● **WORK ORDER**
Each line that contains the word "crates" counts once; give the total for the records below and nothing else.

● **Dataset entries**

Start of Block

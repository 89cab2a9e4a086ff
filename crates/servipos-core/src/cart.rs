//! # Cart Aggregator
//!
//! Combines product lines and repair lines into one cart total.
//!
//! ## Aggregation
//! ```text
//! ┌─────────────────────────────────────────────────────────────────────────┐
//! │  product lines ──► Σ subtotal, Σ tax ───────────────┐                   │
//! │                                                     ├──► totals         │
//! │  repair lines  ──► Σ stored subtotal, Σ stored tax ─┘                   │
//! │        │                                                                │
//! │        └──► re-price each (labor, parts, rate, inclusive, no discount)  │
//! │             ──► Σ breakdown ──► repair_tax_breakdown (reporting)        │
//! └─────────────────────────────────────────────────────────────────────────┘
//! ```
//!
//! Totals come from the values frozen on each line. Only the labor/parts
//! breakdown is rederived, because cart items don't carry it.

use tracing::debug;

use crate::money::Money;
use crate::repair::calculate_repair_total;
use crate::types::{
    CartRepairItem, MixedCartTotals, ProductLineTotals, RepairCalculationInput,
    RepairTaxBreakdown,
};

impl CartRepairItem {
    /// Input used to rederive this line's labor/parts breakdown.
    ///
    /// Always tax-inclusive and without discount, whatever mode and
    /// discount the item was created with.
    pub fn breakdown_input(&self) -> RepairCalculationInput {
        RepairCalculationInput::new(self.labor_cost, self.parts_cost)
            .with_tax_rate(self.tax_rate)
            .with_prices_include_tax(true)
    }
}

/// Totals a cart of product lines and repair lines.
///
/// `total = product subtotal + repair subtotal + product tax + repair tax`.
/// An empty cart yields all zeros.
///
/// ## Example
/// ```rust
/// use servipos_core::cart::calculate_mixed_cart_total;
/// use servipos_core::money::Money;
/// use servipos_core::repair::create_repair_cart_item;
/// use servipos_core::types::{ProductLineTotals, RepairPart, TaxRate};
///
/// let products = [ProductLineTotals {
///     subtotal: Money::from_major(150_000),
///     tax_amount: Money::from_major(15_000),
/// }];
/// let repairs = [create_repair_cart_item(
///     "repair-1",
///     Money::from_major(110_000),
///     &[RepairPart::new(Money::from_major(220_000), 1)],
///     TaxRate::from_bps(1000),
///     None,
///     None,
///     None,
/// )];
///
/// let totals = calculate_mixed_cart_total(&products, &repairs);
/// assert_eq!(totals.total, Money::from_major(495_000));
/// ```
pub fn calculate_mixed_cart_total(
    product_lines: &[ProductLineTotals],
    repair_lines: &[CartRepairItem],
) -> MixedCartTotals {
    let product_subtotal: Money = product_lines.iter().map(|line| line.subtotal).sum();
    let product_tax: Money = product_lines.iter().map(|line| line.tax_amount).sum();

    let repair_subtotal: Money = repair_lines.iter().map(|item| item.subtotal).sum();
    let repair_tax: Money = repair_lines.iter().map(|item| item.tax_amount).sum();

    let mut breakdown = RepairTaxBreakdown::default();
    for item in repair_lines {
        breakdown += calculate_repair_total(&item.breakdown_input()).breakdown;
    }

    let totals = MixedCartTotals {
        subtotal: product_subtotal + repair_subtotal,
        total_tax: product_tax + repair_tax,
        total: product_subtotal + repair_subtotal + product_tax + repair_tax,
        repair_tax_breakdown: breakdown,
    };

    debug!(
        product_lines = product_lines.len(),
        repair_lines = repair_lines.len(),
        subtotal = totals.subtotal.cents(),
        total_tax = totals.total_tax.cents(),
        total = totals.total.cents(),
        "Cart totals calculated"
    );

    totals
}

End of Block
Start of Block

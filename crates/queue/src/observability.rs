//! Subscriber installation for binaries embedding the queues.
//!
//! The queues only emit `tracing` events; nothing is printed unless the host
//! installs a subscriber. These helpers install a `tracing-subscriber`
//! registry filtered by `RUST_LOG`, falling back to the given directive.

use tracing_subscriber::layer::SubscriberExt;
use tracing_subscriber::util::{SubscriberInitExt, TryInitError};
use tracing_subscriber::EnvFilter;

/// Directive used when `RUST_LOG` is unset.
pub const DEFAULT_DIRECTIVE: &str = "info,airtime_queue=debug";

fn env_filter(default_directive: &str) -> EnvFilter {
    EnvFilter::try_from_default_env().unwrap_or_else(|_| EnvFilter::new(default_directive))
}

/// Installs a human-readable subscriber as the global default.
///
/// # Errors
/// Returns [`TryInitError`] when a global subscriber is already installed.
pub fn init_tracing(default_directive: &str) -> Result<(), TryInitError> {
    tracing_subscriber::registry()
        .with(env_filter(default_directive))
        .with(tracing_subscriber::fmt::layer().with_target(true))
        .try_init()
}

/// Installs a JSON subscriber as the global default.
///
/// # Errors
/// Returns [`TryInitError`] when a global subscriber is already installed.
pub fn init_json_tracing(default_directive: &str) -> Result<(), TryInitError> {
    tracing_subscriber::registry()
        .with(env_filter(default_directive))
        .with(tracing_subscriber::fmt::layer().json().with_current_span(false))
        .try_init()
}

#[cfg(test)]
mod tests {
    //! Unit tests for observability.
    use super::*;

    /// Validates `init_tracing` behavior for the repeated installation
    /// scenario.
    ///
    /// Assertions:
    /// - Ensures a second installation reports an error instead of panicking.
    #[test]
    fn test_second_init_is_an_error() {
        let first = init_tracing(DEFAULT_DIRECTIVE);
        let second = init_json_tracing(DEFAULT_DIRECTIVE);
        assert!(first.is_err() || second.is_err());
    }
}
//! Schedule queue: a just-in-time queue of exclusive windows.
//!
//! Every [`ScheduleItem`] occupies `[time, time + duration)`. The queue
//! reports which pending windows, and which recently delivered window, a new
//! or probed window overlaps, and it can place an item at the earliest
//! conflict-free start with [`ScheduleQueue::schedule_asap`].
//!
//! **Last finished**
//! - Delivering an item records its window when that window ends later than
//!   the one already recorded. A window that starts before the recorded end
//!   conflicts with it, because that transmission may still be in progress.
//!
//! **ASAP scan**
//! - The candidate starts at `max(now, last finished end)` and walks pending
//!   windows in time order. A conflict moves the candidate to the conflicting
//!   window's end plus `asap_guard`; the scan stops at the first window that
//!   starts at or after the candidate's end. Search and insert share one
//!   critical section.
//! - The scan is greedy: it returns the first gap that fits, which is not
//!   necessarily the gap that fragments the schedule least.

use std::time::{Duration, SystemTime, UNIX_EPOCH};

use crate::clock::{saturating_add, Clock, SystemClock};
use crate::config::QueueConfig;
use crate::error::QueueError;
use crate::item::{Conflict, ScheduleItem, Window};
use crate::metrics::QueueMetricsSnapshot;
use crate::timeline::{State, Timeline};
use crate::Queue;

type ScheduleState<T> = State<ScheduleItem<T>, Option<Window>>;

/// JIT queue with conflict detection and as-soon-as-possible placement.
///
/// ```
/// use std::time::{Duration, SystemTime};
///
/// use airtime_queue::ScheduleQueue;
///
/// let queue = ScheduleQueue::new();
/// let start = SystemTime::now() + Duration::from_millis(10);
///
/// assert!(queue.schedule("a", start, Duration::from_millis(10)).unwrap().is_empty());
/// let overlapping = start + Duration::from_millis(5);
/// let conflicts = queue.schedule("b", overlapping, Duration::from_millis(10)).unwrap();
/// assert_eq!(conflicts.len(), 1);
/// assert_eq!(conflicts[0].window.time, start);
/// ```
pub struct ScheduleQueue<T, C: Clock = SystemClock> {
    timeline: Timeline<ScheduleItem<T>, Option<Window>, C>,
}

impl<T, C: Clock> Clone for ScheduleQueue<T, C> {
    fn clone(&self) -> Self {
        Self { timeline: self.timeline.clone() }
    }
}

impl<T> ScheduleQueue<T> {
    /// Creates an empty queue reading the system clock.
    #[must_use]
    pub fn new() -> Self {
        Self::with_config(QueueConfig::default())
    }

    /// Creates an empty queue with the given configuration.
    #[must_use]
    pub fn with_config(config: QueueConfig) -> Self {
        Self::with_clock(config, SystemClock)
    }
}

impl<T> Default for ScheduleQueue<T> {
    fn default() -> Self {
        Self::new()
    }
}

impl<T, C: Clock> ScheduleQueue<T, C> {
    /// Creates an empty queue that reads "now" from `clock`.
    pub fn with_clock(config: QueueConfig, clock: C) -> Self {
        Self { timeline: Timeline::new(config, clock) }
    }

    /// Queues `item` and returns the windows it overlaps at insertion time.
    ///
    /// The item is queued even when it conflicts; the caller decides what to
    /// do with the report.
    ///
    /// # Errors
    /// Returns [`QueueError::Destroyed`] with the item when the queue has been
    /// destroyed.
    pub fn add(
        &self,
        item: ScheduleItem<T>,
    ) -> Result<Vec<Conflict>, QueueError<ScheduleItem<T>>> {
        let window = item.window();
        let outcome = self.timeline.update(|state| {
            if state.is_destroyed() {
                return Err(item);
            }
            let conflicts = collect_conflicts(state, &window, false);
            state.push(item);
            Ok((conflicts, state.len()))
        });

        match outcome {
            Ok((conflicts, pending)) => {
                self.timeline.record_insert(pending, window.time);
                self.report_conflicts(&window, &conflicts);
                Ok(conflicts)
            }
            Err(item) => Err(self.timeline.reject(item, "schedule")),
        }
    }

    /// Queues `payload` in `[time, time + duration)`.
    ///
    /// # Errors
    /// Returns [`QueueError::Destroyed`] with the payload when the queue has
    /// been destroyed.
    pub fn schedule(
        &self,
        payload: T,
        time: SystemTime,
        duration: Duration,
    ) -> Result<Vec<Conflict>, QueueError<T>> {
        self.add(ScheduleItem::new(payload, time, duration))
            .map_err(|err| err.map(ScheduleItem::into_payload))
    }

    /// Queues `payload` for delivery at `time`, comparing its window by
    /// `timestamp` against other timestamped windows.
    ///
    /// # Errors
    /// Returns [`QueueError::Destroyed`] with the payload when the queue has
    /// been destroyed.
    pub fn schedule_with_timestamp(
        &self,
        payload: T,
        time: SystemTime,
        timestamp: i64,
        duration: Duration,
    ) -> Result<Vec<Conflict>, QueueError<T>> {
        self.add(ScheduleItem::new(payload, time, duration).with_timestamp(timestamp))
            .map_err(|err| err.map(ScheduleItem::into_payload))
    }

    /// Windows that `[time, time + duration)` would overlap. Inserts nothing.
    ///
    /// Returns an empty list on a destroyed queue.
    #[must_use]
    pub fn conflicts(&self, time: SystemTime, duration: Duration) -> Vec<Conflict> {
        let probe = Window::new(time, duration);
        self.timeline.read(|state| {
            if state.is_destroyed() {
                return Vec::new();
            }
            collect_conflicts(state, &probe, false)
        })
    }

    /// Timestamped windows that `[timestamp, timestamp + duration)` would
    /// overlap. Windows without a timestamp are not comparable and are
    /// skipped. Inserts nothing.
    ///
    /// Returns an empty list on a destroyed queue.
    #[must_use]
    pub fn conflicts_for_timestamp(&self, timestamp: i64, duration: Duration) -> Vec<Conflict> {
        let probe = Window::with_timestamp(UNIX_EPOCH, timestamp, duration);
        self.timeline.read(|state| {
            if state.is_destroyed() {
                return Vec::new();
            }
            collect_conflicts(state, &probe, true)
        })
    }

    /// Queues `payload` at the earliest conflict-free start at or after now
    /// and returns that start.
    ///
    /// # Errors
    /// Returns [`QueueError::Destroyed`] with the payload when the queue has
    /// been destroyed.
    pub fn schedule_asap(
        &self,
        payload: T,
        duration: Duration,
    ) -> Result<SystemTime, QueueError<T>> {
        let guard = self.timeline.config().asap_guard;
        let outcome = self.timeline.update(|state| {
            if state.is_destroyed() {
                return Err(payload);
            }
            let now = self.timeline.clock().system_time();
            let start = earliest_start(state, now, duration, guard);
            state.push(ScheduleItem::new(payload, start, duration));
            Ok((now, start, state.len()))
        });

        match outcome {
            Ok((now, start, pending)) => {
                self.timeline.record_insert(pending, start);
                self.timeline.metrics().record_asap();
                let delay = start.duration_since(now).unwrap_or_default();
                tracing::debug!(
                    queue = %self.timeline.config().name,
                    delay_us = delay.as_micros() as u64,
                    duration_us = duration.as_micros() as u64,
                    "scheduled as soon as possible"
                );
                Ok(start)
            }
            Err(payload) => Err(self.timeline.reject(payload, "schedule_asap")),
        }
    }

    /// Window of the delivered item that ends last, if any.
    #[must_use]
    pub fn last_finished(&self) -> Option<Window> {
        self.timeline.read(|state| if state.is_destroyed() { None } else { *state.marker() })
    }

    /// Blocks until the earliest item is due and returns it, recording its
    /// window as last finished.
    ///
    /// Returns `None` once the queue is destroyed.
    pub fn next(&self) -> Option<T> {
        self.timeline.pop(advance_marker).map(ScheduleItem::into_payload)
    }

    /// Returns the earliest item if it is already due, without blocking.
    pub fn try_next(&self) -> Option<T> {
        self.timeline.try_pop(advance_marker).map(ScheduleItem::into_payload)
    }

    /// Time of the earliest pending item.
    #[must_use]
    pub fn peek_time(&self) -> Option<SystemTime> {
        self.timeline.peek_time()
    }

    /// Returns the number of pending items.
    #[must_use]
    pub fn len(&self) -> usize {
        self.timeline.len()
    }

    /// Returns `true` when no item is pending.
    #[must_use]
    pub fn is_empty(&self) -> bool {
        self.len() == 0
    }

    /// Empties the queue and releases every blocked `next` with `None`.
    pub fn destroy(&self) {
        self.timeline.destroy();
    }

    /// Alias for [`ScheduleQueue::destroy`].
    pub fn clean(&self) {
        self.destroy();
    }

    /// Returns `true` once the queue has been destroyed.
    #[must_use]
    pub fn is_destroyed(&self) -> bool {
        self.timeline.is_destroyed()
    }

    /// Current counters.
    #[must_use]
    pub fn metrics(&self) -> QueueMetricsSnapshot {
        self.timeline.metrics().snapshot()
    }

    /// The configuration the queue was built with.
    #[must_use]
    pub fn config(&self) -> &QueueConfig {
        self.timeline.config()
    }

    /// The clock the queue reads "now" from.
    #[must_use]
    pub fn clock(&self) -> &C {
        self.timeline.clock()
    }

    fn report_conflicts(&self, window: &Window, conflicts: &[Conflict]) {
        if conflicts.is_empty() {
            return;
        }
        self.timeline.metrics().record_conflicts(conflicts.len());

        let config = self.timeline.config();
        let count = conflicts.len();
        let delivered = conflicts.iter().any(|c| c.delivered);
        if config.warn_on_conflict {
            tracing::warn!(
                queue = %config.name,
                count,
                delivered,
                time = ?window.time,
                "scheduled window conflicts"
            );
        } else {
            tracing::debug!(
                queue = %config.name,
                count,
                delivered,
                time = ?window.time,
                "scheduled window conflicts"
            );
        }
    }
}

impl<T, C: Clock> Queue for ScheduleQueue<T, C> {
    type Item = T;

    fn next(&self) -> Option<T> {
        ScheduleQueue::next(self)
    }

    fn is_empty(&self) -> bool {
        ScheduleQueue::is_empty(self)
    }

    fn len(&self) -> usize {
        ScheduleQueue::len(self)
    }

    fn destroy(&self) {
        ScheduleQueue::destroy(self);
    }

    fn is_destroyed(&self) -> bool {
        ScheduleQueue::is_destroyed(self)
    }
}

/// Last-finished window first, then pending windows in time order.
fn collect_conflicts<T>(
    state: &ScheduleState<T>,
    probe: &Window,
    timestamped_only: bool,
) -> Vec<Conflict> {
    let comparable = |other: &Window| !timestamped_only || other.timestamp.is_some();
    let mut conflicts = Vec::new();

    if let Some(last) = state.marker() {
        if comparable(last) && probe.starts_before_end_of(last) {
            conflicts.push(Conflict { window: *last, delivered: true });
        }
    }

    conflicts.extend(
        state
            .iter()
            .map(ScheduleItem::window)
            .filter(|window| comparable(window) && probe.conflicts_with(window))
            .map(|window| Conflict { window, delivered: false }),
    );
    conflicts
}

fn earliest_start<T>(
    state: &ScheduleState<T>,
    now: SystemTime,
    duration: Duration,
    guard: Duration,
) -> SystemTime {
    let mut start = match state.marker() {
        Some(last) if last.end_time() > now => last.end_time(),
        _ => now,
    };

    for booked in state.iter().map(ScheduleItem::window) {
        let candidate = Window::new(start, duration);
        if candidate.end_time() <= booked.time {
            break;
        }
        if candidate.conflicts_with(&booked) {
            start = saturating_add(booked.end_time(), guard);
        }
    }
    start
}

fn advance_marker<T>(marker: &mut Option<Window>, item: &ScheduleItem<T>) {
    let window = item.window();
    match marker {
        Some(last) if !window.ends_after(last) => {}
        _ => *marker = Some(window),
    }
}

End of Block

● **TASK SOLUTION**
2